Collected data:
+-------+

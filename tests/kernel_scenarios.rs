//! End-to-end scenarios driven entirely through the public `Program` /
//! `Syscalls` surface — no crate-internal test hooks. Each scenario
//! program encodes pass/fail as its own exit code so the test can
//! assert on `Kernel::exit_code` alone.

use unix74::boot;
use unix74::channel::Syscalls;
use unix74::env::Environment;
use unix74::ofd::{OpenFlags, SeekFrom};
use unix74::perm::FilePermissions;
use unix74::program::{Program, ProgramRegistry};
use unix74::programs;

struct ListRoot;
impl Program for ListRoot {
    fn run(&self, syscalls: Syscalls, _env: Environment, _argv: Vec<String>) -> i32 {
        let fd = match syscalls.open("/", OpenFlags::READ) {
            Ok(fd) => fd,
            Err(_) => return 1,
        };
        let entries = match syscalls.getdents(fd) {
            Ok(entries) => entries,
            Err(_) => return 2,
        };
        let names: Vec<&str> = entries.iter().map(|d| d.name.as_str()).collect();
        for expected in ["bin", "dev", "etc", "tmp", "usr", "var"] {
            if !names.contains(&expected) {
                return 3;
            }
        }
        0
    }
}

#[test]
fn boot_lists_expected_root_entries() {
    let mut registry = ProgramRegistry::new();
    registry.register("list-root", || Box::new(ListRoot));
    let ids = vec!["list-root"];
    let mut kernel = boot::boot(registry, &ids);
    let init = kernel.spawn_init("list-root", "init", vec![]).unwrap();
    kernel.run();
    assert_eq!(kernel.exit_code(init), Some(0));
}

struct ReadPasswd;
impl Program for ReadPasswd {
    fn run(&self, syscalls: Syscalls, _env: Environment, _argv: Vec<String>) -> i32 {
        let fd = match syscalls.open("/etc/passwd", OpenFlags::READ) {
            Ok(fd) => fd,
            Err(_) => return 1,
        };
        let contents = match syscalls.read(fd, 4096) {
            Ok(bytes) => bytes,
            Err(_) => return 2,
        };
        let text = String::from_utf8_lossy(&contents);
        if !text.contains("root:") || !text.contains("liz:") {
            return 3;
        }
        0
    }
}

#[test]
fn boot_and_read_root_owned_file() {
    let mut registry = ProgramRegistry::new();
    registry.register("read-passwd", || Box::new(ReadPasswd));
    let ids = vec!["read-passwd"];
    let mut kernel = boot::boot(registry, &ids);
    let init = kernel.spawn_init("read-passwd", "init", vec![]).unwrap();
    kernel.run();
    assert_eq!(kernel.exit_code(init), Some(0));
}

struct DevNullRoundTrip;
impl Program for DevNullRoundTrip {
    fn run(&self, syscalls: Syscalls, _env: Environment, _argv: Vec<String>) -> i32 {
        let fd = match syscalls.open("/dev/null", OpenFlags::READ_WRITE) {
            Ok(fd) => fd,
            Err(_) => return 1,
        };
        let written = match syscalls.write(fd, b"hello") {
            Ok(n) => n,
            Err(_) => return 2,
        };
        if written != 5 {
            return 3;
        }
        let read_back = match syscalls.read(fd, 10) {
            Ok(bytes) => bytes,
            Err(_) => return 4,
        };
        if !read_back.is_empty() {
            return 5;
        }
        // Crossing back out of the /dev mount: ".." from /dev should
        // reach the root, not loop back into /dev.
        if syscalls.chdir("/dev/..").is_err() {
            return 6;
        }
        let stat = match syscalls.stat(".") {
            Ok(stat) => stat,
            Err(_) => return 7,
        };
        let root_stat = match syscalls.stat("/") {
            Ok(stat) => stat,
            Err(_) => return 8,
        };
        if stat.inumber != root_stat.inumber || stat.filesystem_id != root_stat.filesystem_id {
            return 9;
        }
        0
    }
}

#[test]
fn dev_null_and_mount_crossing() {
    let mut registry = ProgramRegistry::new();
    registry.register("dev-null", || Box::new(DevNullRoundTrip));
    let ids = vec!["dev-null"];
    let mut kernel = boot::boot(registry, &ids);
    let init = kernel.spawn_init("dev-null", "init", vec![]).unwrap();
    kernel.run();
    assert_eq!(kernel.exit_code(init), Some(0));
}

#[test]
fn fork_and_wait_round_trip() {
    let mut registry = ProgramRegistry::new();
    let ids = programs::register_builtins(&mut registry);
    let mut kernel = boot::boot(registry, &ids);
    let init = kernel
        .spawn_init("fork-and-wait", "init", vec!["5".to_string()])
        .unwrap();
    kernel.run();
    assert_eq!(kernel.exit_code(init), Some(6));
}

#[test]
fn blocking_waitpid_resumes_once_child_exits() {
    let mut registry = ProgramRegistry::new();
    let ids = programs::register_builtins(&mut registry);
    let mut kernel = boot::boot(registry, &ids);
    let init = kernel.spawn_init("blocking-wait", "init", vec![]).unwrap();
    kernel.run();
    assert_eq!(kernel.exit_code(init), Some(0));
}

struct WriteAsNonOwner;
impl Program for WriteAsNonOwner {
    fn run(&self, syscalls: Syscalls, _env: Environment, _argv: Vec<String>) -> i32 {
        if syscalls.setuid(unix74::ids::Uid(128)).is_err() {
            return 1;
        }
        match syscalls.open("/etc/passwd", OpenFlags::WRITE) {
            Err(err) if err.errno == unix74::Errno::Eacces => 0,
            Err(_) => 2,
            Ok(_) => 3,
        }
    }
}

#[test]
fn non_owner_write_is_denied() {
    let mut registry = ProgramRegistry::new();
    registry.register("write-denied", || Box::new(WriteAsNonOwner));
    let ids = vec!["write-denied"];
    let mut kernel = boot::boot(registry, &ids);
    let init = kernel.spawn_init("write-denied", "init", vec![]).unwrap();
    kernel.run();
    assert_eq!(kernel.exit_code(init), Some(0));
}

struct LinkUnlinkRefcount;
impl Program for LinkUnlinkRefcount {
    fn run(&self, syscalls: Syscalls, _env: Environment, _argv: Vec<String>) -> i32 {
        let fd = match syscalls.creat("/tmp/a", FilePermissions::parse(0o644)) {
            Ok(fd) => fd,
            Err(_) => return 1,
        };
        if syscalls.write(fd, b"payload").is_err() {
            return 2;
        }
        if syscalls.close(fd).is_err() {
            return 3;
        }
        if syscalls.link("/tmp/a", "/tmp/b").is_err() {
            return 4;
        }
        let stat = match syscalls.stat("/tmp/a") {
            Ok(stat) => stat,
            Err(_) => return 5,
        };
        if stat.references != 2 {
            return 6;
        }
        if syscalls.unlink("/tmp/a").is_err() {
            return 7;
        }
        // The data must still be reachable through the surviving link.
        let fd = match syscalls.open("/tmp/b", OpenFlags::READ) {
            Ok(fd) => fd,
            Err(_) => return 8,
        };
        let contents = match syscalls.read(fd, 16) {
            Ok(bytes) => bytes,
            Err(_) => return 9,
        };
        if contents != b"payload" {
            return 10;
        }
        if syscalls.unlink("/tmp/b").is_err() {
            return 11;
        }
        if syscalls.stat("/tmp/b").is_ok() {
            return 12;
        }
        0
    }
}

#[test]
fn link_and_unlink_track_reference_counts() {
    let mut registry = ProgramRegistry::new();
    registry.register("link-unlink", || Box::new(LinkUnlinkRefcount));
    let ids = vec!["link-unlink"];
    let mut kernel = boot::boot(registry, &ids);
    let init = kernel.spawn_init("link-unlink", "init", vec![]).unwrap();
    kernel.run();
    assert_eq!(kernel.exit_code(init), Some(0));
}

struct SeekSharesOffsetAcrossReads;
impl Program for SeekSharesOffsetAcrossReads {
    fn run(&self, syscalls: Syscalls, _env: Environment, _argv: Vec<String>) -> i32 {
        let fd = match syscalls.creat("/tmp/seek", FilePermissions::parse(0o644)) {
            Ok(fd) => fd,
            Err(_) => return 1,
        };
        if syscalls.write(fd, b"0123456789").is_err() {
            return 2;
        }
        if syscalls.lseek(fd, 0, SeekFrom::Set).is_err() {
            return 3;
        }
        let first = match syscalls.read(fd, 3) {
            Ok(bytes) => bytes,
            Err(_) => return 4,
        };
        let second = match syscalls.read(fd, 3) {
            Ok(bytes) => bytes,
            Err(_) => return 5,
        };
        if first != b"012" || second != b"345" {
            return 6;
        }
        0
    }
}

#[test]
fn sequential_reads_advance_shared_offset() {
    let mut registry = ProgramRegistry::new();
    registry.register("seek-share", || Box::new(SeekSharesOffsetAcrossReads));
    let ids = vec!["seek-share"];
    let mut kernel = boot::boot(registry, &ids);
    let init = kernel.spawn_init("seek-share", "init", vec![]).unwrap();
    kernel.run();
    assert_eq!(kernel.exit_code(init), Some(0));
}

struct ForkFdChild;
impl Program for ForkFdChild {
    fn run(&self, syscalls: Syscalls, _env: Environment, _argv: Vec<String>) -> i32 {
        // Reads through the fd inherited from the parent's table rather
        // than opening the file itself.
        let data = match syscalls.read(unix74::ids::Fd(0), 5) {
            Ok(bytes) => bytes,
            Err(_) => return 1,
        };
        if data != b"01234" {
            return 2;
        }
        0
    }
}

struct ForkFdParent;
impl Program for ForkFdParent {
    fn run(&self, syscalls: Syscalls, _env: Environment, _argv: Vec<String>) -> i32 {
        let fd = match syscalls.creat("/tmp/forkfd", FilePermissions::parse(0o644)) {
            Ok(fd) => fd,
            Err(_) => return 1,
        };
        if syscalls.write(fd, b"0123456789").is_err() {
            return 2;
        }
        if syscalls.lseek(fd, 0, SeekFrom::Set).is_err() {
            return 3;
        }
        let child = match syscalls.fork("fork-fd-child".to_string(), "fork-fd-child", vec![]) {
            Ok(pid) => pid,
            Err(_) => return 4,
        };
        let (_, code) = match syscalls.waitpid(Some(child)) {
            Ok(r) => r,
            Err(_) => return 5,
        };
        if code != 0 {
            return 6;
        }
        // The child's read shares this fd's OFD, so the offset it left
        // behind is visible here too.
        let rest = match syscalls.read(fd, 10) {
            Ok(bytes) => bytes,
            Err(_) => return 7,
        };
        if rest != b"56789" {
            return 8;
        }
        0
    }
}

#[test]
fn fd_survives_fork_with_shared_offset() {
    let mut registry = ProgramRegistry::new();
    registry.register("fork-fd-parent", || Box::new(ForkFdParent));
    registry.register("fork-fd-child", || Box::new(ForkFdChild));
    let ids = vec!["fork-fd-parent", "fork-fd-child"];
    let mut kernel = boot::boot(registry, &ids);
    let init = kernel.spawn_init("fork-fd-parent", "init", vec![]).unwrap();
    kernel.run();
    assert_eq!(kernel.exit_code(init), Some(0));
}

struct MountAsRoot;
impl Program for MountAsRoot {
    fn run(&self, syscalls: Syscalls, _env: Environment, _argv: Vec<String>) -> i32 {
        let before = match syscalls.stat("/tmp") {
            Ok(stat) => stat,
            Err(_) => return 1,
        };
        if syscalls.mount("/tmp", unix74::boot::make_dev_volume()).is_err() {
            return 2;
        }
        let after = match syscalls.stat("/tmp") {
            Ok(stat) => stat,
            Err(_) => return 3,
        };
        if after.filesystem_id == before.filesystem_id {
            return 4;
        }
        0
    }
}

#[test]
fn mount_is_reachable_through_the_syscall_layer() {
    let mut registry = ProgramRegistry::new();
    registry.register("mount-as-root", || Box::new(MountAsRoot));
    let ids = vec!["mount-as-root"];
    let mut kernel = boot::boot(registry, &ids);
    let init = kernel.spawn_init("mount-as-root", "init", vec![]).unwrap();
    kernel.run();
    assert_eq!(kernel.exit_code(init), Some(0));
}

struct MountAsNonRoot;
impl Program for MountAsNonRoot {
    fn run(&self, syscalls: Syscalls, _env: Environment, _argv: Vec<String>) -> i32 {
        if syscalls.setuid(unix74::ids::Uid(128)).is_err() {
            return 1;
        }
        match syscalls.mount("/tmp", unix74::boot::make_dev_volume()) {
            Err(err) if err.errno == unix74::Errno::Eperm => 0,
            Err(_) => 2,
            Ok(_) => 3,
        }
    }
}

#[test]
fn mount_as_non_superuser_is_denied() {
    let mut registry = ProgramRegistry::new();
    registry.register("mount-as-non-root", || Box::new(MountAsNonRoot));
    let ids = vec!["mount-as-non-root"];
    let mut kernel = boot::boot(registry, &ids);
    let init = kernel.spawn_init("mount-as-non-root", "init", vec![]).unwrap();
    kernel.run();
    assert_eq!(kernel.exit_code(init), Some(0));
}

struct ReadLizNote;
impl Program for ReadLizNote {
    fn run(&self, syscalls: Syscalls, _env: Environment, _argv: Vec<String>) -> i32 {
        let fd = match syscalls.open("/usr/liz/note.txt", OpenFlags::READ) {
            Ok(fd) => fd,
            Err(_) => return 1,
        };
        let contents = match syscalls.read(fd, 8192) {
            Ok(bytes) => bytes,
            Err(_) => return 2,
        };
        if contents.is_empty() {
            return 3;
        }
        let second = match syscalls.read(fd, 8192) {
            Ok(bytes) => bytes,
            Err(_) => return 4,
        };
        if !second.is_empty() {
            return 5;
        }
        0
    }
}

#[test]
fn boot_and_read_liz_note() {
    let mut registry = ProgramRegistry::new();
    registry.register("read-liz-note", || Box::new(ReadLizNote));
    let ids = vec!["read-liz-note"];
    let mut kernel = boot::boot(registry, &ids);
    let init = kernel.spawn_init("read-liz-note", "init", vec![]).unwrap();
    kernel.run();
    assert_eq!(kernel.exit_code(init), Some(0));
}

+-------+

Problem to work on → For each line in the data that holds the word "ReadPasswd", copy the line.

Written response →
struct ReadPasswd;
impl Program for ReadPasswd {
    registry.register("read-passwd", || Box::new(ReadPasswd));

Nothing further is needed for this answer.